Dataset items

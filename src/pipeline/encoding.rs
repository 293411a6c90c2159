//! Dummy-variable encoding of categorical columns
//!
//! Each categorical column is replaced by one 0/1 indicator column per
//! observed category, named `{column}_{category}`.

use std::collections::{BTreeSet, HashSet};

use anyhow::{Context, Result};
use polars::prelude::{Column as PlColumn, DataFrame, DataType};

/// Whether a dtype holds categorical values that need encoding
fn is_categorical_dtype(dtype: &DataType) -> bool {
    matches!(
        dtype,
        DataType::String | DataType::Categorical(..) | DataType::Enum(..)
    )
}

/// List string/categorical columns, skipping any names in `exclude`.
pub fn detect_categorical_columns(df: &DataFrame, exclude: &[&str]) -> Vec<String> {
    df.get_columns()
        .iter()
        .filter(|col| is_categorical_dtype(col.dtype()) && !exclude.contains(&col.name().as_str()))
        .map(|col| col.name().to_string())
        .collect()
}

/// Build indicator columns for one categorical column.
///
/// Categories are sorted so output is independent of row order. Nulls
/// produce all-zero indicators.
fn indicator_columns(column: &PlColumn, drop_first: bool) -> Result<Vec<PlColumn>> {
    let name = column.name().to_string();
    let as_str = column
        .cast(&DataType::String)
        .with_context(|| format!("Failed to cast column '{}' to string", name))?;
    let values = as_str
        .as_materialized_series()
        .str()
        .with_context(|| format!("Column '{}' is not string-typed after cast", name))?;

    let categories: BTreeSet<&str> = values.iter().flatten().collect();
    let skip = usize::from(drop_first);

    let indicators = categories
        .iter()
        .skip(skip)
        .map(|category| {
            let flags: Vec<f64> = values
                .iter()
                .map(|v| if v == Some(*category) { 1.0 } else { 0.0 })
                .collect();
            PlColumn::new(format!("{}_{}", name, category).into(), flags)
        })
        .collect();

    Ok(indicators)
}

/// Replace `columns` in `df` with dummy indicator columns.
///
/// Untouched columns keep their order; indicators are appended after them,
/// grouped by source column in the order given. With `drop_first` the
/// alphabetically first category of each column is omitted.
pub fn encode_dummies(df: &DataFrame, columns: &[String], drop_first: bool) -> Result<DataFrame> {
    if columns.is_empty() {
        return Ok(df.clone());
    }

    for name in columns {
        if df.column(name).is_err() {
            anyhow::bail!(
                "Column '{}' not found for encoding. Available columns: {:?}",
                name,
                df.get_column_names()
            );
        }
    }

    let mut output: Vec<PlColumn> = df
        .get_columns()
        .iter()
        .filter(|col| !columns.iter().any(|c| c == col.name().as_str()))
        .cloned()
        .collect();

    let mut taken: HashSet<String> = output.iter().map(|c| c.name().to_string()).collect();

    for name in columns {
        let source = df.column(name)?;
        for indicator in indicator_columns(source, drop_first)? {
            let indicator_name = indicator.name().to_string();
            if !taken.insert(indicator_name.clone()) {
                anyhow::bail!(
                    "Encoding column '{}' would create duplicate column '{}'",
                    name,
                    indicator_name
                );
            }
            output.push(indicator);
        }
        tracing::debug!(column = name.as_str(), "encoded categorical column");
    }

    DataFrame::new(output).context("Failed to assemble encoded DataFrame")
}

* * *

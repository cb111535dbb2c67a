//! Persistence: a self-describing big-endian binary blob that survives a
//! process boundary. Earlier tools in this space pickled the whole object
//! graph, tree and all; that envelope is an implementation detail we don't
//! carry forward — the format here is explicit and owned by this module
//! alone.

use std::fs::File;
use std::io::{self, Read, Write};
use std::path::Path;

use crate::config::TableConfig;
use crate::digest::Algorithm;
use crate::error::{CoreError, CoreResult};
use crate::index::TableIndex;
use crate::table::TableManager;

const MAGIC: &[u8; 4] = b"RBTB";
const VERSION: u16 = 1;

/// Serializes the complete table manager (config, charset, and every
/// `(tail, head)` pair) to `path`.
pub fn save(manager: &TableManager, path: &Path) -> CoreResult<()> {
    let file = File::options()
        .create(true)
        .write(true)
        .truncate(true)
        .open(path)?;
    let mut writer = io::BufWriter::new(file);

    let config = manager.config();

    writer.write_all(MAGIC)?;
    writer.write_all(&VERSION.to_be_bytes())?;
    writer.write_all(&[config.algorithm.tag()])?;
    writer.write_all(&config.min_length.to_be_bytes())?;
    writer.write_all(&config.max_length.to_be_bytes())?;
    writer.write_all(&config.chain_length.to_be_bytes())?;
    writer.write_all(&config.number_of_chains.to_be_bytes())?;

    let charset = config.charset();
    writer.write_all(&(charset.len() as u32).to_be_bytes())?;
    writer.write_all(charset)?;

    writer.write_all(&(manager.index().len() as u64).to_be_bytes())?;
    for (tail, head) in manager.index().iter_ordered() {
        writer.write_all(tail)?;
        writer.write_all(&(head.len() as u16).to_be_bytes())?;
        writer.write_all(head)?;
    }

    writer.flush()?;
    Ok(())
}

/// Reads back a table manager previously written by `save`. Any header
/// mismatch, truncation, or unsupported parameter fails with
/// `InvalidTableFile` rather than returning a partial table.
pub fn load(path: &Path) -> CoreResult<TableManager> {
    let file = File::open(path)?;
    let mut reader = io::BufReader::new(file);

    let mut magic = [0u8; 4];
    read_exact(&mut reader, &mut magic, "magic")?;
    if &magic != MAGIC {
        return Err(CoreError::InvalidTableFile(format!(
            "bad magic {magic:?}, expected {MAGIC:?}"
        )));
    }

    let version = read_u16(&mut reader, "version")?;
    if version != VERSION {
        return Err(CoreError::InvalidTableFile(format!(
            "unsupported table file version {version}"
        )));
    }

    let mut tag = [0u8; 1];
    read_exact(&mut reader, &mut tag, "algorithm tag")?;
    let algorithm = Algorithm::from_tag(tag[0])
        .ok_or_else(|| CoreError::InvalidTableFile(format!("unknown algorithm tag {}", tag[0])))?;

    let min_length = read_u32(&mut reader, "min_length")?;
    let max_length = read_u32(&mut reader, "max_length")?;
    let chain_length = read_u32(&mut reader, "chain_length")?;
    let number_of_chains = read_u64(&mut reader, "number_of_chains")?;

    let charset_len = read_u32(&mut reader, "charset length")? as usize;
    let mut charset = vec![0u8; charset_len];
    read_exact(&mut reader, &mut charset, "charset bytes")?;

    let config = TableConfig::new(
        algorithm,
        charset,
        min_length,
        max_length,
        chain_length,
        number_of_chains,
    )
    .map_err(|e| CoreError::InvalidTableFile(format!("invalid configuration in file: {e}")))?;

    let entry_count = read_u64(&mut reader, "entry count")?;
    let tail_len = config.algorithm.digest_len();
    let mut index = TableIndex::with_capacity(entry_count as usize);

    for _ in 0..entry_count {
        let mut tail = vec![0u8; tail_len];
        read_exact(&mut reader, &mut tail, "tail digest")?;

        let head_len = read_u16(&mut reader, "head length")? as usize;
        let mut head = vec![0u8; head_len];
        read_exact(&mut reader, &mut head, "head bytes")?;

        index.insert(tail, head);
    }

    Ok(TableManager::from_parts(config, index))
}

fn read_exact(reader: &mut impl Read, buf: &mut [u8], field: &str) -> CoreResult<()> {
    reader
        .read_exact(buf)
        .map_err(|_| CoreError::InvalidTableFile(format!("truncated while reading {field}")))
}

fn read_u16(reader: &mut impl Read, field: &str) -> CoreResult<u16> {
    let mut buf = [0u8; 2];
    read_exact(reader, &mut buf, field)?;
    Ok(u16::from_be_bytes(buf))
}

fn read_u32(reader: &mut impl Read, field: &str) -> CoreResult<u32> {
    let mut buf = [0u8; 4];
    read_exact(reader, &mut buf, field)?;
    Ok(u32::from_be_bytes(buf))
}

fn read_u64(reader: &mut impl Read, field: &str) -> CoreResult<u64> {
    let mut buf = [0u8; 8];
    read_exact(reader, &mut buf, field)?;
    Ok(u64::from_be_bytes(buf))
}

...

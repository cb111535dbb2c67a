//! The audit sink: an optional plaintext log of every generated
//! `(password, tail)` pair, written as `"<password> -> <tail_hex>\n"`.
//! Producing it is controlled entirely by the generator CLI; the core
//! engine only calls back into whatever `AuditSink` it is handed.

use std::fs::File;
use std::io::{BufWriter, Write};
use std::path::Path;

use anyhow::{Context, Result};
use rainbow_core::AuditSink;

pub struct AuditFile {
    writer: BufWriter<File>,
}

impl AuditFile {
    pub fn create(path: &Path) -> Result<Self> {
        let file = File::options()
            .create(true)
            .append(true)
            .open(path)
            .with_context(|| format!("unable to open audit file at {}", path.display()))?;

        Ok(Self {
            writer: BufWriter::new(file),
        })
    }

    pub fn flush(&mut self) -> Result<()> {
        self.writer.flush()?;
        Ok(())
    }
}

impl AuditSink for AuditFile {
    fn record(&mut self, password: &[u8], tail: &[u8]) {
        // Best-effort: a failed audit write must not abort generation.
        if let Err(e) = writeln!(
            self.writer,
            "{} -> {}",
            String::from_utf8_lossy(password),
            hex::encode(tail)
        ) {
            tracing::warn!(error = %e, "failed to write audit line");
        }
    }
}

INSTRUCTIONS TO FOLLOW
Gather each line from the entries above that includes the word "filter".

OUTPUT OF THE EXERCISE
        .filter(|col| is_categorical_dtype(col.dtype()) && !exclude.contains(&col.name().as_str()))
        .filter(|col| !columns.iter().any(|c| c == col.name().as_str()))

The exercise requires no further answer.